Wednesday, August 6, 2008

The power of ROW_NUMBER()

Ever since I heard Itzak Ben-Gan talk about the awesome capability of the ROW_NUMBER() function in 2005 I have been waiting for an opportunity to solve a TSQL challenge by using it; today I got the opportunity.

I have a table with a million records that contains a record for each account held by a whole range of companies; and there is usually more than one and as many as 50 records per company.

The challenge is to write a TSQL statement that returns a single record per company with a column for each account - essentially pivoting the table on the account numbers and naming the columns [Account 1],...[Account n].

Here is my solution and as you can see I use the ROW_NUMBER() function not only to partition the company data but also to generate a recordset for numbers to dynamically build the TSQL statement. I also made use of two other 2005 features: the nvarchar(max) datatype and the TOP(@variable).

--add the variable to determine how many account columns we need
DECLARE @AccountColumns int
SET @AccountColumns = 50;

--define the case statement template for each column
DECLARE @AccountColumnSQL nvarchar(255)


SET @AccountColumnSQL = N',MAX(CASE WHEN SQ.[Row] = #No# THEN SQ.[Account] END) AS ''Account #No#''';


--use the sys.objects table to generate a recordset of sequential numbers from 1 to n

DECLARE @AccountColumnList nvarchar(max)
SELECT @AccountColumnList = (
SELECT TOP(@AccountColumns) REPLACE(@AccountColumnSQL,'#No#',ROW_NUMBER() OVER(ORDER BY [object_id]))
FROM sys.objects
FOR XML PATH('')
);

--define the query to produce the pivoted values

DECLARE @AccountQuery nvarchar(max)
SET @AccountQuery = N'
SELECT
[Id]
,[Name]
' + @AccountColumnList + '
FROM (
SELECT
[Id]
,[CompanyName]
,[Account]
,ROW_NUMBER() OVER(PARTITION BY [Id] ORDER BY [Id] DESC) AS ''Row''
FROM [dbo].[CompanyAccounts]
) AS SQ
GROUP BY
[Id]
,[Name]';

EXEC(@AccountQuery);



And that's it.
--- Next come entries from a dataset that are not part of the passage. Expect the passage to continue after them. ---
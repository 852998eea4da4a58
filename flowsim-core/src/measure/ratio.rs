use serde::{Deserialize, Serialize};
use std::{fmt, str::FromStr};

/// A validated fraction in the range `[0.0, 1.0]`.
///
/// Used for the read/write split of clients and database routers and for
/// the backpressure admission threshold of load balancers.
///
/// # Example
///
/// ```
/// use flowsim_core::measure::Ratio;
///
/// let reads = Ratio::new(0.7).unwrap();
/// assert_eq!(reads.to_string(), "70%");
/// assert_eq!(reads.complement().value(), 1.0 - 0.7);
///
/// let parsed: Ratio = "70%".parse().unwrap();
/// assert_eq!(parsed, reads);
/// ```
#[derive(Debug, Clone, Copy, PartialEq, PartialOrd, Serialize, Deserialize)]
#[serde(try_from = "f64", into = "f64")]
pub struct Ratio(f64);

impl Ratio {
    pub const ZERO: Self = Self(0.0);
    pub const ONE: Self = Self(1.0);

    /// Create a new validated ratio.
    ///
    /// # Errors
    ///
    /// Returns [`RatioError`] if `value` is NaN, negative, or greater
    /// than `1.0`.
    pub fn new(value: f64) -> Result<Self, RatioError> {
        if !(0.0..=1.0).contains(&value) {
            return Err(RatioError(value));
        }
        Ok(Self(value))
    }

    /// Clamp `value` into `[0.0, 1.0]`. NaN becomes `0.0`.
    pub fn clamped(value: f64) -> Self {
        if value.is_nan() {
            Self::ZERO
        } else {
            Self(value.clamp(0.0, 1.0))
        }
    }

    /// Returns the inner `f64` value.
    #[inline]
    pub fn value(self) -> f64 {
        self.0
    }

    /// `1 - self`.
    #[inline]
    #[must_use = "function does not modify the current value"]
    pub fn complement(self) -> Self {
        Self(1.0 - self.0)
    }

    #[inline]
    pub fn is_zero(self) -> bool {
        self.0 == 0.0
    }
}

impl TryFrom<f64> for Ratio {
    type Error = RatioError;
    fn try_from(value: f64) -> Result<Self, Self::Error> {
        Self::new(value)
    }
}

impl From<Ratio> for f64 {
    fn from(value: Ratio) -> Self {
        value.0
    }
}

impl fmt::Display for Ratio {
    /// Formats as a percentage with up to 2 decimal places.
    fn fmt(&self, f: &mut fmt::Formatter<'_>) -> fmt::Result {
        let pct = self.0 * 100.0;
        if pct.fract() == 0.0 {
            write!(f, "{}%", pct as u64)
        } else {
            write!(f, "{:.2}%", pct)
        }
    }
}

impl FromStr for Ratio {
    type Err = RatioParseError;

    /// Parses either a percentage (`"70%"`) or a plain fraction (`"0.7"`).
    fn from_str(s: &str) -> Result<Self, Self::Err> {
        let s = s.trim();
        let (num, scale) = match s.strip_suffix('%') {
            Some(num) => (num.trim(), 100.0),
            None => (s, 1.0),
        };
        let value: f64 = num.parse().map_err(|_| RatioParseError::InvalidNumber)?;
        Self::new(value / scale).map_err(RatioParseError::OutOfRange)
    }
}

/// Error returned when constructing a [`Ratio`] outside `[0.0, 1.0]`.
#[derive(Debug, Clone, Copy, PartialEq, thiserror::Error)]
#[error("ratio must be in [0.0, 1.0], got {0}")]
pub struct RatioError(pub f64);

/// Error returned when parsing a [`Ratio`] from a string.
#[derive(Debug, Clone, thiserror::Error)]
pub enum RatioParseError {
    #[error("invalid number")]
    InvalidNumber,
    #[error("{0}")]
    OutOfRange(#[from] RatioError),
}

#[cfg(test)]
mod tests {
    use super::*;

    #[test]
    fn bounds_are_inclusive() {
        assert_eq!(Ratio::new(0.0).unwrap(), Ratio::ZERO);
        assert_eq!(Ratio::new(1.0).unwrap(), Ratio::ONE);
    }

    #[test]
    fn rejects_out_of_range() {
        assert!(Ratio::new(-0.01).is_err());
        assert!(Ratio::new(1.01).is_err());
        assert!(Ratio::new(f64::NAN).is_err());
        assert!(Ratio::new(f64::INFINITY).is_err());
    }

    #[test]
    fn clamped() {
        assert_eq!(Ratio::clamped(1.5), Ratio::ONE);
        assert_eq!(Ratio::clamped(-2.0), Ratio::ZERO);
        assert_eq!(Ratio::clamped(f64::NAN), Ratio::ZERO);
        assert_eq!(Ratio::clamped(0.25).value(), 0.25);
    }

    #[test]
    fn display() {
        assert_eq!(Ratio::new(0.05).unwrap().to_string(), "5%");
        assert_eq!(Ratio::new(0.123).unwrap().to_string(), "12.30%");
        assert_eq!(Ratio::ONE.to_string(), "100%");
    }

    #[test]
    fn parse() {
        assert_eq!("30%".parse::<Ratio>().unwrap(), Ratio::new(0.3).unwrap());
        assert_eq!("0.25".parse::<Ratio>().unwrap(), Ratio::new(0.25).unwrap());
        assert!("abc".parse::<Ratio>().is_err());
        assert!("150%".parse::<Ratio>().is_err());
    }

    #[test]
    fn deserialize_validates() {
        let ratio: Ratio = serde_json::from_str("0.7").unwrap();
        assert_eq!(ratio.value(), 0.7);
        assert!(serde_json::from_str::<Ratio>("1.5").is_err());
    }
}
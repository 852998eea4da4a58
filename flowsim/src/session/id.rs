use serde::{Deserialize, Serialize};
use std::{borrow::Borrow, fmt};

/// The identifier of a session in a [`SessionRegistry`].
///
/// Ids generated by the registry are 8 lowercase hexadecimal characters,
/// but any string is accepted when looking a session up.
///
/// [`SessionRegistry`]: crate::SessionRegistry
#[derive(Debug, Clone, PartialEq, Eq, PartialOrd, Ord, Hash, Serialize, Deserialize)]
#[serde(transparent)]
pub struct SessionId(String);

impl SessionId {
    pub fn new(id: impl Into<String>) -> Self {
        Self(id.into())
    }

    /// The id rendered from the low 32 bits of `bits`.
    pub(crate) fn from_bits(bits: u64) -> Self {
        Self(format!("{:08x}", bits as u32))
    }

    #[inline]
    pub fn as_str(&self) -> &str {
        &self.0
    }
}

impl From<&str> for SessionId {
    fn from(value: &str) -> Self {
        Self::new(value)
    }
}

impl From<String> for SessionId {
    fn from(value: String) -> Self {
        Self(value)
    }
}

impl Borrow<str> for SessionId {
    fn borrow(&self) -> &str {
        &self.0
    }
}

impl fmt::Display for SessionId {
    fn fmt(&self, f: &mut fmt::Formatter<'_>) -> fmt::Result {
        self.0.fmt(f)
    }
}
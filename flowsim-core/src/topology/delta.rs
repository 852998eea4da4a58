use super::Edge;
use crate::node::{Node, NodeId};

/// A set of structural changes applied atomically with
/// [`Topology::apply_delta`].
///
/// The changes are applied in this order: `remove_edges`,
/// `remove_node_ids` (cascading to the remaining incident edges),
/// `add_nodes`, `add_edges`. A node in `add_nodes` whose id already
/// exists replaces that node's label and configuration but keeps its
/// runtime state.
///
/// [`Topology::apply_delta`]: super::Topology::apply_delta
#[derive(Debug, Clone, Default, PartialEq)]
pub struct TopologyDelta {
    pub add_nodes: Vec<Node>,
    pub remove_node_ids: Vec<NodeId>,
    pub add_edges: Vec<Edge>,
    pub remove_edges: Vec<Edge>,
}

impl TopologyDelta {
    pub fn is_empty(&self) -> bool {
        self.add_nodes.is_empty()
            && self.remove_node_ids.is_empty()
            && self.add_edges.is_empty()
            && self.remove_edges.is_empty()
    }
}
mod flow;
mod ratio;

pub use self::{
    flow::Flow,
    ratio::{Ratio, RatioError, RatioParseError},
};
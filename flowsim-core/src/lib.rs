//! Deterministic, discrete-time request flow simulation.
//!
//! A [`Topology`] of clients, load balancers, application servers,
//! databases and database routers is evaluated one tick at a time: client
//! traffic is pushed through the graph in topological order, every node
//! applies its capacity model, and the result of the tick is returned as
//! an immutable [`TickSnapshot`].
//!
//! This crate has no notion of wall clock time or concurrency. A
//! [`Simulation`] only advances when [`Simulation::step`] is called, which
//! makes it suitable for tests and for driving from an async runtime.
//!
//! ```
//! use flowsim_core::{
//!     node::{Node, NodeConfig, NodeId, NodeStatus},
//!     sim::Simulation,
//!     topology::{Edge, Topology},
//! };
//!
//! let topology = Topology::new(
//!     vec![
//!         Node::new("users", "Users", NodeConfig::client(150.0)),
//!         Node::new("api", "API", NodeConfig::app_server(100.0, 20.0)),
//!     ],
//!     vec![Edge::new("users", "api")],
//! )?;
//! let mut sim = Simulation::new(topology, 150.0);
//!
//! let snapshot = sim.step(0);
//! let api = snapshot.node("api").unwrap();
//! assert_eq!(api.status, NodeStatus::Overloaded);
//! assert_eq!(snapshot.bottleneck_ids, vec![NodeId::from("api")]);
//! # Ok::<(), flowsim_core::topology::TopologyError>(())
//! ```
//!
//! [`Topology`]: topology::Topology
//! [`TickSnapshot`]: snapshot::TickSnapshot
//! [`Simulation`]: sim::Simulation
//! [`Simulation::step`]: sim::Simulation::step

pub mod behavior;
pub mod defaults;
pub mod measure;
pub mod node;
pub mod propagation;
pub mod sim;
pub mod snapshot;
pub mod topology;
pub mod wire;

pub use self::{
    sim::{SimError, Simulation},
    snapshot::{NodeSnapshot, TickSnapshot},
};
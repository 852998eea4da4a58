use crate::node::{NodeId, NodeKind, NodeStatus};
use serde::{Deserialize, Serialize};

/// The immutable result of one tick, as streamed to observers.
///
/// Rates are in requests per second, latencies in milliseconds.
#[derive(Debug, Clone, PartialEq, Serialize, Deserialize)]
#[serde(rename_all = "camelCase")]
pub struct TickSnapshot {
    /// Starts at `1` for the first tick of a session.
    pub tick: u64,
    /// Wall clock time of the tick, milliseconds since the unix epoch.
    pub timestamp: u64,
    /// Offered demand: output of every live client, spike included.
    #[serde(rename = "totalRPS")]
    pub total_rps: f64,
    /// Throughput absorbed by terminal nodes.
    #[serde(rename = "servedRPS")]
    pub served_rps: f64,
    /// Sum of every node's `dropped`.
    #[serde(rename = "droppedRPS")]
    pub dropped_rps: f64,
    pub spike_active: bool,
    /// Every node that is `overloaded` this tick.
    pub bottleneck_ids: Vec<NodeId>,
    pub nodes: Vec<NodeSnapshot>,
}

#[derive(Debug, Clone, PartialEq, Serialize, Deserialize)]
#[serde(rename_all = "camelCase")]
pub struct NodeSnapshot {
    pub id: NodeId,
    pub kind: NodeKind,
    pub label: String,
    pub status: NodeStatus,
    pub utilization: f64,
    pub latency: f64,
    pub throughput: f64,
    pub queue_depth: f64,
    pub dropped: f64,
    /// Volume rejected by load balancer admission control.
    pub drop_rate: f64,
    pub read_throughput: f64,
    pub write_throughput: f64,
    pub arrival_read: f64,
    pub arrival_write: f64,
    /// `null` for nodes without a capacity limit.
    pub effective_capacity: Option<f64>,
    pub manually_down: bool,
}

impl TickSnapshot {
    pub fn node(&self, id: &str) -> Option<&NodeSnapshot> {
        self.nodes.iter().find(|node| node.id.as_str() == id)
    }
}

impl NodeSnapshot {
    #[inline]
    pub fn arrival(&self) -> f64 {
        self.arrival_read + self.arrival_write
    }
}

#[cfg(test)]
mod tests {
    use super::*;

    #[test]
    fn wire_names() {
        let snapshot = TickSnapshot {
            tick: 3,
            timestamp: 1_700_000_000_000,
            total_rps: 200.0,
            served_rps: 150.0,
            dropped_rps: 50.0,
            spike_active: false,
            bottleneck_ids: vec!["api".into()],
            nodes: vec![NodeSnapshot {
                id: "api".into(),
                kind: NodeKind::AppServer,
                label: "API".to_owned(),
                status: NodeStatus::Overloaded,
                utilization: 1.0,
                latency: 2_000.0,
                throughput: 100.0,
                queue_depth: 100.0,
                dropped: 50.0,
                drop_rate: 0.0,
                read_throughput: 70.0,
                write_throughput: 30.0,
                arrival_read: 105.0,
                arrival_write: 45.0,
                effective_capacity: None,
                manually_down: false,
            }],
        };

        let json = serde_json::to_value(&snapshot).unwrap();
        assert_eq!(json["totalRPS"], 200.0);
        assert_eq!(json["servedRPS"], 150.0);
        assert_eq!(json["droppedRPS"], 50.0);
        assert_eq!(json["spikeActive"], false);
        assert_eq!(json["bottleneckIds"][0], "api");

        let node = &json["nodes"][0];
        assert_eq!(node["kind"], "app_server");
        assert_eq!(node["status"], "overloaded");
        assert_eq!(node["queueDepth"], 100.0);
        assert_eq!(node["readThroughput"], 70.0);
        assert_eq!(node["arrivalWrite"], 45.0);
        assert!(node["effectiveCapacity"].is_null());
        assert_eq!(node["manuallyDown"], false);

        assert_eq!(snapshot.node("api").unwrap().arrival(), 150.0);
        assert!(snapshot.node("db").is_none());
    }
}
//! Per-kind transfer functions.
//!
//! Every function here is pure: given the arrival of the current tick, the
//! node's configuration and its state from the previous tick, it returns
//! what the node did this tick. Nothing is mutated; [`propagate`] writes
//! the results back into the topology.
//!
//! The model is a deliberately simple fluid approximation:
//!
//! ```text
//! capacity    = min(maxRPS, concurrencyLimit / baseLatency_s)   (0 when down)
//! utilization = min(arrival / capacity, 1)
//! latency     = baseLatency / max(1 - utilization, ε)
//! throughput  = min(arrival, capacity)
//! dropped     = max(0, arrival - capacity)
//! queue'      = max(0, queue + (arrival - capacity) * tick_seconds)
//! ```
//!
//! [`propagate`]: crate::propagation::propagate

use crate::{
    defaults::{
        DB_ROUTER_ROUTING_LATENCY, EPSILON, IDLE_THRESHOLD, LOAD_BALANCER_ROUTING_LATENCY,
        OVERLOADED_UTILIZATION, SPIKE_MULTIPLIER, STRESSED_UTILIZATION,
    },
    measure::Flow,
    node::{ClientConfig, LoadBalancerConfig, NodeConfig, NodeState, NodeStatus, ServerConfig},
};

/// Parameters of the tick being evaluated.
#[derive(Debug, Clone, Copy, PartialEq)]
pub struct TickContext {
    /// Simulated seconds covered by this tick.
    pub tick_seconds: f64,
    pub spike_active: bool,
}

/// What a node did during one tick.
#[derive(Debug, Clone, Copy, PartialEq)]
pub struct Evaluation {
    /// `None` for nodes without a capacity limit (clients, routers).
    pub effective_capacity: Option<f64>,
    pub utilization: f64,
    /// Milliseconds.
    pub latency: f64,
    /// Volume leaving the node, before routing.
    pub throughput: Flow,
    /// Part of `throughput` originated by a client this tick.
    pub generated: f64,
    /// Volume lost at this node this tick (requests per second).
    pub dropped: f64,
    /// Part of `dropped` rejected by admission control.
    pub drop_rate: f64,
    pub queue_depth: f64,
    pub status: NodeStatus,
}

/// Little's-law capacity of an application server or database.
///
/// A node holding `concurrency_limit` requests for `base_latency`
/// milliseconds each sustains at most `concurrency_limit / base_latency_s`
/// requests per second.
///
/// ```
/// # use flowsim_core::{behavior::effective_capacity, node::ServerConfig};
/// let server = ServerConfig { max_rps: 500.0, base_latency: 50.0, concurrency_limit: 10.0 };
/// // 10 slots held 50ms each: 200 rps
/// assert_eq!(effective_capacity(&server, false), 200.0);
/// assert_eq!(effective_capacity(&server, true), 0.0);
/// ```
pub fn effective_capacity(server: &ServerConfig, manually_down: bool) -> f64 {
    if manually_down {
        return 0.0;
    }
    if server.concurrency_limit > 0.0 && server.base_latency > 0.0 {
        let ceiling = server.concurrency_limit / (server.base_latency / 1_000.0);
        server.max_rps.min(ceiling)
    } else {
        server.max_rps
    }
}

/// `arrival / capacity` clamped to `[0, 1]`.
pub fn utilization(arrival: f64, capacity: f64) -> f64 {
    if capacity > 0.0 {
        (arrival / capacity).clamp(0.0, 1.0)
    } else if arrival > 0.0 {
        1.0
    } else {
        0.0
    }
}

/// Latency blow-up as the node approaches saturation, bounded by
/// [`EPSILON`].
pub fn latency(base_latency: f64, utilization: f64) -> f64 {
    base_latency / (1.0 - utilization).max(EPSILON)
}

/// Leaky accumulator of the backlog.
pub fn next_queue_depth(queue_depth: f64, arrival: f64, capacity: f64, tick_seconds: f64) -> f64 {
    (queue_depth + (arrival - capacity) * tick_seconds).max(0.0)
}

/// Utilisation based health classification of a node that is not down.
pub fn classify(arrival: f64, queue_depth: f64, utilization: f64) -> NodeStatus {
    if arrival <= IDLE_THRESHOLD && queue_depth <= IDLE_THRESHOLD {
        NodeStatus::Idle
    } else if utilization >= OVERLOADED_UTILIZATION {
        NodeStatus::Overloaded
    } else if utilization >= STRESSED_UTILIZATION {
        NodeStatus::Stressed
    } else {
        NodeStatus::Healthy
    }
}

/// Admission control of a load balancer.
///
/// Returns the admitted flow and the rejected volume. With backpressure
/// disabled everything is admitted.
pub fn admit(arrival: Flow, lb: &LoadBalancerConfig) -> (Flow, f64) {
    if !lb.backpressure_enabled {
        return (arrival, 0.0);
    }
    let line = lb.max_rps * lb.backpressure_threshold.value();
    let admitted = arrival.cap(line);
    let rejected = (arrival.total() - admitted.total()).max(0.0);
    (admitted, rejected)
}

/// Evaluate one node for the current tick.
///
/// `arrival` is the inbound flow summed over all inbound edges. Clients
/// forward it together with the load they generate.
pub fn evaluate(
    config: &NodeConfig,
    arrival: Flow,
    state: &NodeState,
    ctx: TickContext,
) -> Evaluation {
    if state.manually_down {
        return down(config, arrival, state);
    }

    match config {
        NodeConfig::Client(client) => generate(client, arrival, ctx),
        NodeConfig::LoadBalancer(lb) => {
            let (admitted, rejected) = admit(arrival, lb);
            let mut evaluation = capped(
                admitted,
                lb.max_rps,
                LOAD_BALANCER_ROUTING_LATENCY,
                state.queue_depth,
                ctx,
            );
            evaluation.dropped += rejected;
            evaluation.drop_rate = rejected;
            if rejected > IDLE_THRESHOLD
                && matches!(
                    evaluation.status,
                    NodeStatus::Idle | NodeStatus::Healthy | NodeStatus::Stressed
                )
            {
                evaluation.status = NodeStatus::Rejecting;
            }
            evaluation
        }
        NodeConfig::AppServer(server) => serve(server, arrival, state, ctx),
        NodeConfig::Database(db) => serve(&db.server, arrival, state, ctx),
        NodeConfig::DbRouter(_) => Evaluation {
            effective_capacity: None,
            utilization: 0.0,
            latency: DB_ROUTER_ROUTING_LATENCY,
            throughput: arrival,
            generated: 0.0,
            dropped: 0.0,
            drop_rate: 0.0,
            queue_depth: 0.0,
            status: classify(arrival.total(), 0.0, 0.0),
        },
    }
}

/// Offered load of a client for this tick.
pub fn offered_load(client: &ClientConfig, spike_active: bool) -> Flow {
    let multiplier = if spike_active { SPIKE_MULTIPLIER } else { 1.0 };
    Flow::split(client.rps * multiplier, client.read_ratio)
}

fn generate(client: &ClientConfig, arrival: Flow, ctx: TickContext) -> Evaluation {
    let offered = offered_load(client, ctx.spike_active);
    let throughput = arrival + offered;
    Evaluation {
        effective_capacity: None,
        utilization: 0.0,
        latency: 0.0,
        throughput,
        generated: offered.total(),
        dropped: 0.0,
        drop_rate: 0.0,
        queue_depth: 0.0,
        status: classify(throughput.total(), 0.0, 0.0),
    }
}

fn serve(server: &ServerConfig, arrival: Flow, state: &NodeState, ctx: TickContext) -> Evaluation {
    let capacity = effective_capacity(server, false);
    capped(arrival, capacity, server.base_latency, state.queue_depth, ctx)
}

fn capped(
    arrival: Flow,
    capacity: f64,
    base_latency: f64,
    queue_depth: f64,
    ctx: TickContext,
) -> Evaluation {
    let total = arrival.total();
    let utilization = utilization(total, capacity);
    let queue_depth = next_queue_depth(queue_depth, total, capacity, ctx.tick_seconds);

    Evaluation {
        effective_capacity: Some(capacity),
        utilization,
        latency: latency(base_latency, utilization),
        throughput: arrival.cap(capacity),
        generated: 0.0,
        dropped: (total - capacity).max(0.0),
        drop_rate: 0.0,
        queue_depth,
        status: classify(total, queue_depth, utilization),
    }
}

/// A failed node serves nothing and loses everything it receives. Its
/// backlog is frozen until it comes back.
fn down(config: &NodeConfig, arrival: Flow, state: &NodeState) -> Evaluation {
    let total = arrival.total();
    let capacity = match config {
        NodeConfig::Client(_) | NodeConfig::DbRouter(_) => None,
        _ => Some(0.0),
    };
    Evaluation {
        effective_capacity: capacity,
        utilization: utilization(total, 0.0),
        latency: 0.0,
        throughput: Flow::ZERO,
        generated: 0.0,
        dropped: total,
        drop_rate: 0.0,
        queue_depth: state.queue_depth,
        status: NodeStatus::Down,
    }
}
The query returned 1 million records with 52 columns in 1min 11sec...nice!

If you are wondering why I didn't use the PIVOT statement rather than the CASE it because I couldn't get it to work and also because BG (that's Ben-Gan) suggested that there was no significant advantage to using it other than neatness.

1 comment:

Anonymous said...

Ehh, the reason its taken so long to find a suitable challenge for ROW_NUMBER is because its taken so long to get the ball rolling from 2000 to 2005.